(Stored data entries)
--- --- ---
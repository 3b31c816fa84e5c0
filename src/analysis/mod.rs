//! 趋势分析 - 多查询扇出 + 启发式聚合

use crate::config::SearchConfig;
use crate::search::SearchGateway;
use crate::types::{AggregatedReport, SearchRecord};

pub mod fan_out;
pub mod lifecycle;
pub mod query_expander;
pub mod social_signals;

pub use fan_out::FanOutAggregator;
pub use lifecycle::{LifecycleAssessment, LifecycleHeuristic, LifecycleLabel};
pub use query_expander::{QueryTemplate, expand};
pub use social_signals::SocialSignals;

const LIFECYCLE_SUFFIXES: [&str; 5] = [
    "trend analysis",
    "fashion week",
    "social media engagement",
    "retail sales data",
    "consumer interest decline",
];

const INFLUENCER_SUFFIXES: [&str; 5] = [
    "fashion influencers",
    "celebrity style",
    "fashion bloggers",
    "style icons",
    "fashion week celebrities",
];

const SUSTAINABILITY_SUFFIXES: [&str; 5] = [
    "sustainable fashion",
    "eco-friendly materials",
    "ethical fashion",
    "environmental impact",
    "circular fashion",
];

/// 分析类型，每种类型对应一套固定的子查询模板
#[derive(Debug, Clone, Copy, PartialEq, Eq)]
pub enum AnalysisKind {
    FashionSearch,
    Lifecycle,
    SocialMedia,
    Influencer,
    Sustainability,
}

impl AnalysisKind {
    pub const ALL: [AnalysisKind; 5] = [
        AnalysisKind::FashionSearch,
        AnalysisKind::Lifecycle,
        AnalysisKind::SocialMedia,
        AnalysisKind::Influencer,
        AnalysisKind::Sustainability,
    ];

    pub fn tool_name(&self) -> &'static str {
        match self {
            AnalysisKind::FashionSearch => "fashion_specific_search",
            AnalysisKind::Lifecycle => "trend_lifecycle_analysis",
            AnalysisKind::SocialMedia => "social_media_trend_analysis",
            AnalysisKind::Influencer => "fashion_influencer_analysis",
            AnalysisKind::Sustainability => "sustainability_analysis",
        }
    }

    pub fn description(&self) -> &'static str {
        match self {
            AnalysisKind::FashionSearch => {
                "Search for fashion-specific information across major fashion publications and platforms including Vogue, Elle, WWD, and social media."
            }
            AnalysisKind::Lifecycle => {
                "Analyze the lifecycle stage of a fashion trend (emerging, peak, declining) based on current data and market indicators."
            }
            AnalysisKind::SocialMedia => {
                "Analyze social media trends, engagement, and viral content related to fashion topics across Instagram, TikTok, Twitter, Pinterest, and YouTube."
            }
            AnalysisKind::Influencer => {
                "Identify key fashion influencers, celebrities, and style icons driving current trends."
            }
            AnalysisKind::Sustainability => {
                "Analyze sustainability and environmental aspects of fashion trends and practices."
            }
        }
    }

    pub fn templates(&self, config: &SearchConfig) -> Vec<QueryTemplate> {
        match self {
            AnalysisKind::FashionSearch => config
                .fashion_sources
                .iter()
                .map(|site| site.as_template())
                .collect(),
            AnalysisKind::SocialMedia => config
                .social_platforms
                .iter()
                .map(|site| site.as_template())
                .collect(),
            AnalysisKind::Lifecycle => suffix_templates(&LIFECYCLE_SUFFIXES),
            AnalysisKind::Influencer => suffix_templates(&INFLUENCER_SUFFIXES),
            AnalysisKind::Sustainability => suffix_templates(&SUSTAINABILITY_SUFFIXES),
        }
    }

    /// 只有时尚专项搜索限制子查询数量，避免触发限流
    pub fn query_limit(&self, config: &SearchConfig) -> Option<usize> {
        match self {
            AnalysisKind::FashionSearch => Some(config.max_search_results),
            _ => None,
        }
    }

    /// 展开、扇出并渲染为交给Agent的文本
    pub async fn run(
        &self,
        topic: &str,
        gateway: &dyn SearchGateway,
        config: &SearchConfig,
    ) -> String {
        let queries = expand(topic, &self.templates(config));
        let report = FanOutAggregator::new(gateway)
            .with_limit(self.query_limit(config))
            .run(&queries)
            .await;
        tracing::info!(
            analysis = self.tool_name(),
            attempted = report.len(),
            failed = report.failure_count(),
            "fan-out finished"
        );
        self.render(topic, &report)
    }

    pub fn render(&self, topic: &str, report: &AggregatedReport) -> String {
        match self {
            AnalysisKind::FashionSearch => {
                render_records(report, |label, outcome| match outcome {
                    Ok(text) => format!("Source: {}\nResult: {}\n", label, text),
                    Err(e) => format!("Source: {}\nError: {}\n", label, e),
                })
                .join("\n")
            }
            AnalysisKind::Lifecycle => {
                let lines = render_records(report, |label, outcome| match outcome {
                    Ok(text) => format!("Analysis for '{}': {}", label, text),
                    Err(e) => format!("Error analyzing '{}': {}", label, e),
                });
                let assessment = LifecycleHeuristic::default().assess(&lines);
                format!(
                    "Trend Lifecycle Analysis for '{}':\nStage: {}\nPositive indicators: {}\nNegative indicators: {}\n\nDetailed data:\n{}",
                    topic,
                    assessment.label,
                    assessment.positive_count,
                    assessment.negative_count,
                    lines.join("\n")
                )
            }
            AnalysisKind::SocialMedia => {
                let blocks = render_records(report, |label, outcome| match outcome {
                    Ok(text) => format!("Platform: {}\nData: {}\n", label, text),
                    Err(e) => format!("Platform: {}\nError: {}\n", label, e),
                });
                let signals = social_signals::extract(&blocks.join(" "));
                format!(
                    "Social Media Trend Analysis for '{}':\nPopular hashtags: {}\nTrending terms: {}\n\nPlatform-specific data:\n{}",
                    topic,
                    signals.hashtags.join(", "),
                    signals.trending_terms.join(", "),
                    blocks.join("\n")
                )
            }
            AnalysisKind::Influencer => format!(
                "Fashion Influencer Analysis for '{}':\n{}",
                topic,
                query_result_blocks(report).join("\n")
            ),
            AnalysisKind::Sustainability => format!(
                "Sustainability Analysis for '{}':\n{}",
                topic,
                query_result_blocks(report).join("\n")
            ),
        }
    }
}

fn suffix_templates(suffixes: &[&str]) -> Vec<QueryTemplate> {
    suffixes.iter().map(|s| QueryTemplate::suffix(s)).collect()
}

fn render_records<F>(report: &AggregatedReport, render: F) -> Vec<String>
where
    F: Fn(&str, Result<&str, &str>) -> String,
{
    report
        .records()
        .iter()
        .map(|SearchRecord { source_label, outcome }| {
            render(source_label, outcome.as_deref().map_err(String::as_str))
        })
        .collect()
}

fn query_result_blocks(report: &AggregatedReport) -> Vec<String> {
    render_records(report, |label, outcome| match outcome {
        Ok(text) => format!("Query: {}\nResult: {}\n", label, text),
        Err(e) => format!("Query: {}\nError: {}\n", label, e),
    })
}

#[cfg(test)]
mod tests {
    use super::fan_out::test_support::ScriptedGateway;
    use super::*;

    fn report(records: Vec<SearchRecord>) -> AggregatedReport {
        AggregatedReport::new(records)
    }

    #[test]
    fn test_templates_per_kind() {
        let config = SearchConfig::default();

        assert_eq!(AnalysisKind::FashionSearch.templates(&config).len(), 11);
        for kind in [
            AnalysisKind::Lifecycle,
            AnalysisKind::SocialMedia,
            AnalysisKind::Influencer,
            AnalysisKind::Sustainability,
        ] {
            assert_eq!(kind.templates(&config).len(), 5);
            assert_eq!(kind.query_limit(&config), None);
        }
        assert_eq!(AnalysisKind::FashionSearch.query_limit(&config), Some(5));
    }

    #[test]
    fn test_lifecycle_queries() {
        let queries = expand(
            "Y2K fashion revival",
            &AnalysisKind::Lifecycle.templates(&SearchConfig::default()),
        );
        assert_eq!(queries[0], "Y2K fashion revival trend analysis");
        assert_eq!(queries[4], "Y2K fashion revival consumer interest decline");
    }

    #[test]
    fn test_social_queries_use_site_restriction() {
        let queries = expand(
            "mesh flats",
            &AnalysisKind::SocialMedia.templates(&SearchConfig::default()),
        );
        assert_eq!(queries[0], "site:instagram.com mesh flats fashion");
        assert_eq!(queries[1], "site:tiktok.com mesh flats fashion trend");
    }

    #[test]
    fn test_render_fashion_search() {
        let text = AnalysisKind::FashionSearch.render(
            "denim",
            &report(vec![
                SearchRecord::success("site:vogue.com denim", "Denim is back"),
                SearchRecord::failure("site:elle.com denim", "timeout"),
            ]),
        );

        assert_eq!(
            text,
            "Source: site:vogue.com denim\nResult: Denim is back\n\nSource: site:elle.com denim\nError: timeout\n"
        );
    }

    #[test]
    fn test_render_lifecycle_scans_rendered_lines() {
        let text = AnalysisKind::Lifecycle.render(
            "clogs",
            &report(vec![
                SearchRecord::success("clogs trend analysis", "Clogs are viral"),
                SearchRecord::success("clogs fashion week", "Seen on runways"),
                SearchRecord::failure("clogs retail sales data", "boom"),
            ]),
        );

        assert!(text.starts_with("Trend Lifecycle Analysis for 'clogs':\nStage: emerging or peak\n"));
        assert!(text.contains("Positive indicators: 1\nNegative indicators: 0\n"));
        assert!(text.contains("Analysis for 'clogs trend analysis': Clogs are viral"));
        assert!(text.contains("Error analyzing 'clogs retail sales data': boom"));
    }

    #[test]
    fn test_render_social_media_signals() {
        let text = AnalysisKind::SocialMedia.render(
            "capes",
            &report(vec![SearchRecord::success(
                "site:instagram.com capes fashion",
                "#capeseason is everywhere, street fashion loves it #ootd",
            )]),
        );

        assert!(text.starts_with("Social Media Trend Analysis for 'capes':\n"));
        let hashtags_line = text.lines().nth(1).unwrap();
        assert!(hashtags_line.starts_with("Popular hashtags: "));
        assert!(hashtags_line.contains("#capeseason"));
        assert!(hashtags_line.contains("#ootd"));
        assert!(text.contains("Platform-specific data:\nPlatform: site:instagram.com capes fashion\nData: "));
    }

    #[test]
    fn test_render_influencer_and_sustainability_headers() {
        let records = report(vec![SearchRecord::success("linen style icons", "Jane Birkin")]);

        assert_eq!(
            AnalysisKind::Influencer.render("linen", &records),
            "Fashion Influencer Analysis for 'linen':\nQuery: linen style icons\nResult: Jane Birkin\n"
        );
        assert!(
            AnalysisKind::Sustainability
                .render("linen", &records)
                .starts_with("Sustainability Analysis for 'linen':\nQuery: ")
        );
    }

    #[tokio::test]
    async fn test_run_fashion_search_caps_queries() {
        let gateway = ScriptedGateway::answering("snippet");
        let config = SearchConfig::default();

        let text = AnalysisKind::FashionSearch
            .run("ballet flats", &gateway, &config)
            .await;

        let calls = gateway.calls();
        assert_eq!(calls.len(), 5);
        assert_eq!(calls[0], "site:vogue.com ballet flats");
        assert_eq!(text.matches("Result: snippet").count(), 5);
    }

    #[tokio::test]
    async fn test_run_lifecycle_with_failure() {
        let gateway = ScriptedGateway::answering("steady interest")
            .with_answer("loafers trend analysis", "popular and trending")
            .failing_on("loafers fashion week");
        let config = SearchConfig::default();

        let text = AnalysisKind::Lifecycle.run("loafers", &gateway, &config).await;

        assert_eq!(gateway.calls().len(), 5);
        assert!(text.contains("Error analyzing 'loafers fashion week'"));
        // "consumer interest decline" 子查询本身带有负向关键词
        assert!(text.contains("Positive indicators: 1\nNegative indicators: 1\n"));
        assert!(text.contains("Stage: stable"));
    }
}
--- --- ---
## Instructions for the task
Wherever the string "style" appears in the data above, copy the line it sits in.

## Solution to this exercise
    "celebrity style",
    "style icons",
                "Identify key fashion influencers, celebrities, and style icons driving current trends."
        let records = report(vec![SearchRecord::success("linen style icons", "Jane Birkin")]);
            "Fashion Influencer Analysis for 'linen':\nQuery: linen style icons\nResult: Jane Birkin\n"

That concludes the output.